- Aim of the task
The full set of entries has to be output exactly.

Stored data:
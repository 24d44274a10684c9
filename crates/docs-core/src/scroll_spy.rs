//! Scroll-spy: which section is in view.
//!
//! [`active_index`] is the whole algorithm. [`ScrollSpy`] adds memory of the
//! last answer and [`ScrollSpyBinding`] wires it to a [`ScrollHost`] for as
//! long as the binding lives.

use std::cell::RefCell;
use std::fmt;
use std::rc::{Rc, Weak};

use docs_model::Anchor;
use tracing::trace;

use crate::viewport::{ScrollHost, scroll_to_section};

/// Height of the fixed navbar plus breathing room, in pixels.
pub const HEADER_OFFSET: f64 = 150.0;

/// Index of the last section whose top is at or above `scroll_y + threshold`.
///
/// `None` entries are sections that are not rendered and never match.
pub fn active_index(scroll_y: f64, offsets: &[Option<f64>], threshold: f64) -> Option<usize> {
    let effective = scroll_y + threshold;
    offsets
        .iter()
        .rposition(|top| top.is_some_and(|top| top <= effective))
}

/// Active section tracker for one page.
#[derive(Debug, Clone)]
pub struct ScrollSpy {
    anchors: Vec<Anchor>,
    active: Option<String>,
    threshold: f64,
}

impl ScrollSpy {
    pub fn new(anchors: Vec<Anchor>) -> Self {
        Self {
            anchors,
            active: None,
            threshold: HEADER_OFFSET,
        }
    }

    #[must_use]
    pub fn with_threshold(mut self, threshold: f64) -> Self {
        self.threshold = threshold;
        self
    }

    pub fn anchors(&self) -> &[Anchor] {
        &self.anchors
    }

    pub fn active(&self) -> Option<&str> {
        self.active.as_deref()
    }

    /// Recompute from the host's scroll position.
    ///
    /// When no section qualifies the previous answer is kept.
    pub fn update<H: ScrollHost + ?Sized>(&mut self, host: &H) -> Option<&str> {
        self.refresh(host);
        self.active.as_deref()
    }

    /// Like [`ScrollSpy::update`], returning whether the active section changed.
    pub fn refresh<H: ScrollHost + ?Sized>(&mut self, host: &H) -> bool {
        let offsets: Vec<Option<f64>> = self
            .anchors
            .iter()
            .map(|anchor| host.offset_top(&anchor.id))
            .collect();
        let Some(index) = active_index(host.scroll_y(), &offsets, self.threshold) else {
            return false;
        };
        let id = &self.anchors[index].id;
        if self.active.as_deref() == Some(id.as_str()) {
            return false;
        }
        trace!(section_id = %id, "active section changed");
        self.active = Some(id.clone());
        true
    }
}

type ChangeHook = Box<dyn FnMut(Option<&str>)>;

/// A [`ScrollSpy`] subscribed to a host's scroll events.
///
/// The listener is registered by [`ScrollSpyBinding::attach`] and removed when
/// the binding is dropped.
pub struct ScrollSpyBinding<H: ScrollHost + 'static> {
    host: Rc<H>,
    spy: Rc<RefCell<ScrollSpy>>,
    on_change: Rc<RefCell<Option<ChangeHook>>>,
    listener: Option<H::Listener>,
}

impl<H: ScrollHost + 'static> fmt::Debug for ScrollSpyBinding<H> {
    fn fmt(&self, f: &mut fmt::Formatter<'_>) -> fmt::Result {
        f.debug_struct("ScrollSpyBinding")
            .field("spy", &self.spy.borrow())
            .field("listening", &self.listener.is_some())
            .finish()
    }
}

impl<H: ScrollHost + 'static> ScrollSpyBinding<H> {
    /// Start tracking `anchors` on `host`, resolving the active section immediately.
    ///
    /// An empty anchor list registers no listener.
    pub fn attach(host: Rc<H>, anchors: Vec<Anchor>) -> Self {
        Self::attach_with_threshold(host, anchors, HEADER_OFFSET)
    }

    pub fn attach_with_threshold(host: Rc<H>, anchors: Vec<Anchor>, threshold: f64) -> Self {
        let is_empty = anchors.is_empty();
        let spy = Rc::new(RefCell::new(ScrollSpy::new(anchors).with_threshold(threshold)));
        let on_change: Rc<RefCell<Option<ChangeHook>>> = Rc::new(RefCell::new(None));
        if is_empty {
            return Self {
                host,
                spy,
                on_change,
                listener: None,
            };
        }

        spy.borrow_mut().update(host.as_ref());

        let host_weak: Weak<H> = Rc::downgrade(&host);
        let spy_ref = Rc::clone(&spy);
        let hook_ref = Rc::clone(&on_change);
        let listener = host.add_scroll_listener(Box::new(move || {
            let Some(host) = host_weak.upgrade() else {
                return;
            };
            let active = {
                let mut spy = spy_ref.borrow_mut();
                if !spy.refresh(host.as_ref()) {
                    return;
                }
                spy.active().map(str::to_string)
            };
            // A hook that scrolls synchronously must not re-enter itself.
            if let Ok(mut hook) = hook_ref.try_borrow_mut()
                && let Some(hook) = hook.as_mut()
            {
                hook(active.as_deref());
            }
        }));

        Self {
            host,
            spy,
            on_change,
            listener: Some(listener),
        }
    }

    /// Call `hook` with the new active section each time it changes.
    ///
    /// Replaces any previous hook. The section active when the hook is
    /// installed is not reported; read it with [`ScrollSpyBinding::active_section`].
    pub fn on_change(&self, hook: impl FnMut(Option<&str>) + 'static) {
        *self.on_change.borrow_mut() = Some(Box::new(hook));
    }

    pub fn active_section(&self) -> Option<String> {
        self.spy.borrow().active().map(str::to_string)
    }

    pub fn anchors(&self) -> Vec<Anchor> {
        self.spy.borrow().anchors().to_vec()
    }

    /// Smooth-scroll to `id`. Returns `false` if the section is not rendered.
    pub fn scroll_to(&self, id: &str) -> bool {
        scroll_to_section(self.host.as_ref(), id)
    }

    pub fn host(&self) -> &Rc<H> {
        &self.host
    }
}

impl<H: ScrollHost + 'static> Drop for ScrollSpyBinding<H> {
    fn drop(&mut self) {
        if let Some(listener) = self.listener.take() {
            self.host.remove_scroll_listener(listener);
        }
    }
}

- Result for this exercise
repository 24d44274a10684c9
filename crates/docs-core/src/scroll_spy.rs
//! Scroll-spy: which section is in view.
//!
//! [`active_index`] is the whole algorithm. [`ScrollSpy`] adds memory of the
//! last answer and [`ScrollSpyBinding`] wires it to a [`ScrollHost`] for as
//! long as the binding lives.

use std::cell::RefCell;
use std::fmt;
use std::rc::{Rc, Weak};

use docs_model::Anchor;
use tracing::trace;

use crate::viewport::{ScrollHost, scroll_to_section};

/// Height of the fixed navbar plus breathing room, in pixels.
pub const HEADER_OFFSET: f64 = 150.0;

/// Index of the last section whose top is at or above `scroll_y + threshold`.
///
/// `None` entries are sections that are not rendered and never match.
pub fn active_index(scroll_y: f64, offsets: &[Option<f64>], threshold: f64) -> Option<usize> {
    let effective = scroll_y + threshold;
    offsets
        .iter()
        .rposition(|top| top.is_some_and(|top| top <= effective))
}

/// Active section tracker for one page.
#[derive(Debug, Clone)]
pub struct ScrollSpy {
    anchors: Vec<Anchor>,
    active: Option<String>,
    threshold: f64,
}

impl ScrollSpy {
    pub fn new(anchors: Vec<Anchor>) -> Self {
        Self {
            anchors,
            active: None,
            threshold: HEADER_OFFSET,
        }
    }

    #[must_use]
    pub fn with_threshold(mut self, threshold: f64) -> Self {
        self.threshold = threshold;
        self
    }

    pub fn anchors(&self) -> &[Anchor] {
        &self.anchors
    }

    pub fn active(&self) -> Option<&str> {
        self.active.as_deref()
    }

    /// Recompute from the host's scroll position.
    ///
    /// When no section qualifies the previous answer is kept.
    pub fn update<H: ScrollHost + ?Sized>(&mut self, host: &H) -> Option<&str> {
        self.refresh(host);
        self.active.as_deref()
    }

    /// Like [`ScrollSpy::update`], returning whether the active section changed.
    pub fn refresh<H: ScrollHost + ?Sized>(&mut self, host: &H) -> bool {
        let offsets: Vec<Option<f64>> = self
            .anchors
            .iter()
            .map(|anchor| host.offset_top(&anchor.id))
            .collect();
        let Some(index) = active_index(host.scroll_y(), &offsets, self.threshold) else {
            return false;
        };
        let id = &self.anchors[index].id;
        if self.active.as_deref() == Some(id.as_str()) {
            return false;
        }
        trace!(section_id = %id, "active section changed");
        self.active = Some(id.clone());
        true
    }
}

type ChangeHook = Box<dyn FnMut(Option<&str>)>;

/// A [`ScrollSpy`] subscribed to a host's scroll events.
///
/// The listener is registered by [`ScrollSpyBinding::attach`] and removed when
/// the binding is dropped.
pub struct ScrollSpyBinding<H: ScrollHost + 'static> {
    host: Rc<H>,
    spy: Rc<RefCell<ScrollSpy>>,
    on_change: Rc<RefCell<Option<ChangeHook>>>,
    listener: Option<H::Listener>,
}

impl<H: ScrollHost + 'static> fmt::Debug for ScrollSpyBinding<H> {
    fn fmt(&self, f: &mut fmt::Formatter<'_>) -> fmt::Result {
        f.debug_struct("ScrollSpyBinding")
            .field("spy", &self.spy.borrow())
            .field("listening", &self.listener.is_some())
            .finish()
    }
}

impl<H: ScrollHost + 'static> ScrollSpyBinding<H> {
    /// Start tracking `anchors` on `host`, resolving the active section immediately.
    ///
    /// An empty anchor list registers no listener.
    pub fn attach(host: Rc<H>, anchors: Vec<Anchor>) -> Self {
        Self::attach_with_threshold(host, anchors, HEADER_OFFSET)
    }

    pub fn attach_with_threshold(host: Rc<H>, anchors: Vec<Anchor>, threshold: f64) -> Self {
        let is_empty = anchors.is_empty();
        let spy = Rc::new(RefCell::new(ScrollSpy::new(anchors).with_threshold(threshold)));
        let on_change: Rc<RefCell<Option<ChangeHook>>> = Rc::new(RefCell::new(None));
        if is_empty {
            return Self {
                host,
                spy,
                on_change,
                listener: None,
            };
        }

        spy.borrow_mut().update(host.as_ref());

        let host_weak: Weak<H> = Rc::downgrade(&host);
        let spy_ref = Rc::clone(&spy);
        let hook_ref = Rc::clone(&on_change);
        let listener = host.add_scroll_listener(Box::new(move || {
            let Some(host) = host_weak.upgrade() else {
                return;
            };
            let active = {
                let mut spy = spy_ref.borrow_mut();
                if !spy.refresh(host.as_ref()) {
                    return;
                }
                spy.active().map(str::to_string)
            };
            // A hook that scrolls synchronously must not re-enter itself.
            if let Ok(mut hook) = hook_ref.try_borrow_mut()
                && let Some(hook) = hook.as_mut()
            {
                hook(active.as_deref());
            }
        }));

        Self {
            host,
            spy,
            on_change,
            listener: Some(listener),
        }
    }

    /// Call `hook` with the new active section each time it changes.
    ///
    /// Replaces any previous hook. The section active when the hook is
    /// installed is not reported; read it with [`ScrollSpyBinding::active_section`].
    pub fn on_change(&self, hook: impl FnMut(Option<&str>) + 'static) {
        *self.on_change.borrow_mut() = Some(Box::new(hook));
    }

    pub fn active_section(&self) -> Option<String> {
        self.spy.borrow().active().map(str::to_string)
    }

    pub fn anchors(&self) -> Vec<Anchor> {
        self.spy.borrow().anchors().to_vec()
    }

    /// Smooth-scroll to `id`. Returns `false` if the section is not rendered.
    pub fn scroll_to(&self, id: &str) -> bool {
        scroll_to_section(self.host.as_ref(), id)
    }

    pub fn host(&self) -> &Rc<H> {
        &self.host
    }
}

impl<H: ScrollHost + 'static> Drop for ScrollSpyBinding<H> {
    fn drop(&mut self) {
        if let Some(listener) = self.listener.take() {
            self.host.remove_scroll_listener(listener);
        }
    }
}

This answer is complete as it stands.